The author's wide-ranging skills are equally apparent in love scenes, in evocative passages filled with memories, and in death-defying action. His protagonists are at once believable and just plain nice, leaving the reader pleased to have met them and eager to spend more time in their company. And the enemy in Mazurka is one that has indeed been on the rise, in Europe and beyond. Lazar's handling of local history and the global nature of evil was very nicely done.
Then of course, there's that delightful thread of music through the tale, as befits the book's title, and a fascinating depiction of the world of long ago.
This was truly an enjoyable book, and an excellent introduction to a series that I'll hope to read more of. Many thanks for the invitation and the opportunity Mr. Lazar.
Posted September 14, 2009
Who is Gus LeGarde and why should you read a story about him? Gus is not your typical superhero type guy who saves the day by punching out the bad guy. Gus is just a guy who knows that luck and love are his greatest allies.
Gus is a widower with a grown daughter and grandchildren, but he's no doddering old man. He's also a professor with a new bride whom he wants to take to Europe for a honeymoon.
The trip turns out to be the honeymoon from hell.

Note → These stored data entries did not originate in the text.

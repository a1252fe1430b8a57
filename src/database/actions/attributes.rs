//! Tags and ingredients. Both live in tables of the same shape, so every
//! operation takes the [`AttrKind`] it targets.

use log::debug;
use sqlx::{Pool, Sqlite, SqliteConnection};

use crate::{
    error::{unique_or_internal, ApiError, QueryError},
    filter::AttrFilter,
    form::{Form, FormData, TextRules, WriteMode},
    schema::{AttrKind, Id, RecipeAttr},
    NAME_MAX_LENGTH,
};

pub async fn list_attributes(
    kind: AttrKind,
    user_id: Id,
    filter: AttrFilter,
    pool: &Pool<Sqlite>,
) -> Result<Vec<RecipeAttr>, ApiError> {
    let table = kind.table();

    let query = if filter.assigned_only {
        format!(
            "SELECT DISTINCT a.id, a.name FROM {table} a
            JOIN {link} l ON l.{column} = a.id
            JOIN recipes r ON r.id = l.recipe_id
            WHERE a.user_id = $1 AND r.user_id = $1
            ORDER BY a.name DESC, a.id DESC",
            link = kind.link_table(),
            column = kind.link_column(),
        )
    } else {
        format!("SELECT id, name FROM {table} WHERE user_id = $1 ORDER BY name DESC, id DESC")
    };

    let list: Vec<RecipeAttr> = sqlx::query_as(&query)
        .bind(user_id)
        .fetch_all(pool)
        .await
        .map_err(QueryError::from)?;

    Ok(list)
}

pub async fn get_attribute(
    kind: AttrKind,
    user_id: Id,
    id: Id,
    pool: &Pool<Sqlite>,
) -> Result<RecipeAttr, ApiError> {
    let row: Option<RecipeAttr> = sqlx::query_as(&format!(
        "SELECT id, name FROM {} WHERE id = $1 AND user_id = $2",
        kind.table()
    ))
    .bind(id)
    .bind(user_id)
    .fetch_optional(pool)
    .await
    .map_err(QueryError::from)?;

    row.ok_or(ApiError::NotFound)
}

/// Renames an owned tag or ingredient. A partial update without `name`
/// leaves the record as it is.
pub async fn update_attribute(
    kind: AttrKind,
    user_id: Id,
    id: Id,
    data: FormData,
    mode: WriteMode,
    pool: &Pool<Sqlite>,
) -> Result<RecipeAttr, ApiError> {
    let current = get_attribute(kind, user_id, id, pool).await?;

    let mut form = Form::from_data(data);
    let name = form.get_str(
        "name",
        TextRules::new(mode.requires_all()).max_length(NAME_MAX_LENGTH),
    );
    form.finish()?;

    let Some(name) = name else {
        return Ok(current);
    };

    let row: Option<RecipeAttr> = sqlx::query_as(&format!(
        "UPDATE {} SET name = $1 WHERE id = $2 AND user_id = $3 RETURNING id, name",
        kind.table()
    ))
    .bind(&name)
    .bind(id)
    .bind(user_id)
    .fetch_optional(pool)
    .await
    .map_err(|e| {
        let message = match kind {
            AttrKind::Tag => "You already have a tag with this name.",
            AttrKind::Ingredient => "You already have an ingredient with this name.",
        };
        unique_or_internal(e, "name", message)
    })?;

    row.ok_or(ApiError::NotFound)
}

/// Removes an owned tag or ingredient. Its links to recipes go with it
/// through the foreign key cascade, the recipes stay.
pub async fn delete_attribute(
    kind: AttrKind,
    user_id: Id,
    id: Id,
    pool: &Pool<Sqlite>,
) -> Result<(), ApiError> {
    let query = sqlx::query(&format!(
        "DELETE FROM {} WHERE id = $1 AND user_id = $2",
        kind.table()
    ))
    .bind(id)
    .bind(user_id)
    .execute(pool)
    .await
    .map_err(QueryError::from)?;

    if query.rows_affected() == 0 {
        return Err(ApiError::NotFound);
    }

    debug!("Deleted {} {id} of user {user_id}", kind.label());
    Ok(())
}

/// Returns the owner's record with exactly this name, inserting it first
/// when there is none.
pub async fn get_or_create_attribute(
    kind: AttrKind,
    conn: &mut SqliteConnection,
    user_id: Id,
    name: &str,
) -> Result<RecipeAttr, ApiError> {
    let table = kind.table();

    let query = sqlx::query(&format!(
        "INSERT INTO {table} (user_id, name) VALUES ($1, $2)
        ON CONFLICT (user_id, name) DO NOTHING"
    ))
    .bind(user_id)
    .bind(name)
    .execute(&mut *conn)
    .await
    .map_err(QueryError::from)?;

    if query.rows_affected() > 0 {
        debug!("Created {} '{name}' for user {user_id}", kind.label());
    }

    let row: RecipeAttr = sqlx::query_as(&format!(
        "SELECT id, name FROM {table} WHERE user_id = $1 AND name = $2"
    ))
    .bind(user_id)
    .bind(name)
    .fetch_one(&mut *conn)
    .await
    .map_err(QueryError::from)?;

    Ok(row)
}

/// Swaps the recipe's whole association set for the named records.
/// Must run inside the transaction that owns the recipe write.
pub async fn replace_recipe_attributes(
    kind: AttrKind,
    conn: &mut SqliteConnection,
    recipe_id: Id,
    user_id: Id,
    names: &[String],
) -> Result<(), ApiError> {
    let link = kind.link_table();
    let column = kind.link_column();

    sqlx::query(&format!("DELETE FROM {link} WHERE recipe_id = $1"))
        .bind(recipe_id)
        .execute(&mut *conn)
        .await
        .map_err(QueryError::from)?;

    for name in names {
        let attr = get_or_create_attribute(kind, conn, user_id, name).await?;

        sqlx::query(&format!(
            "INSERT INTO {link} (recipe_id, {column}) VALUES ($1, $2) ON CONFLICT DO NOTHING"
        ))
        .bind(recipe_id)
        .bind(attr.id)
        .execute(&mut *conn)
        .await
        .map_err(QueryError::from)?;
    }

    Ok(())
}

pub async fn list_recipe_attributes(
    kind: AttrKind,
    conn: &mut SqliteConnection,
    recipe_id: Id,
) -> Result<Vec<RecipeAttr>, ApiError> {
    let list: Vec<RecipeAttr> = sqlx::query_as(&format!(
        "SELECT a.id, a.name FROM {table} a
        JOIN {link} l ON l.{column} = a.id
        WHERE l.recipe_id = $1
        ORDER BY a.id",
        table = kind.table(),
        link = kind.link_table(),
        column = kind.link_column(),
    ))
    .bind(recipe_id)
    .fetch_all(&mut *conn)
    .await
    .map_err(QueryError::from)?;

    Ok(list)
}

The story starts with Gus and his bride Camille experiencing a turbulent flight into Paris. The reader is surprised, once the danger has passed, to discover that Gus has also brought along his good friend Siegfried. Siegfried, due to an accident in his childhood, has a few mental bends that make him socially inept and somewhat childlike. The reader instantly adores him.
The plan is to see a bit of Paris, deliver Siegfried to his relatives in Germany, and then Gus and Camille honeymoon in Vienna. But before the trio disembarks from the plane, Gus has a brief encounter with a neo-nazi. It's an omen of things to come.
In Paris, the neo-nazis are demonstrating and Siegfried gets caught up in the worst way possible. A man is killed, Siegfried is hospitalized and Gus and Camille are hunted.
Author Aaron Paul Lazar weaves the past and the present into this story, tying together nazis and neo-nazis, Chopin and a family secret into a tale that has the reader crossing her fingers for this strange collective of characters.
Gus LeGarde narrates the story and the reader is treated to a man that is at once chivalrous and new age, gentle yet forceful. The events of the story, such as being hunted in the catacombs and locked away for weeks in dungeons, show Gus to be a man who is aware of his limitations and uses brains more often than brawn. The story he tells is not about his own heroism, but that of those whom he loves.
The story is fast paced and the characters believable. The neo-nazis are scary and the family secret surprising. "Mazurka" has all the elements of a good read and though it is part of a series, the reader has no problem understanding Gus LeGarde's past and the impact it has on his character.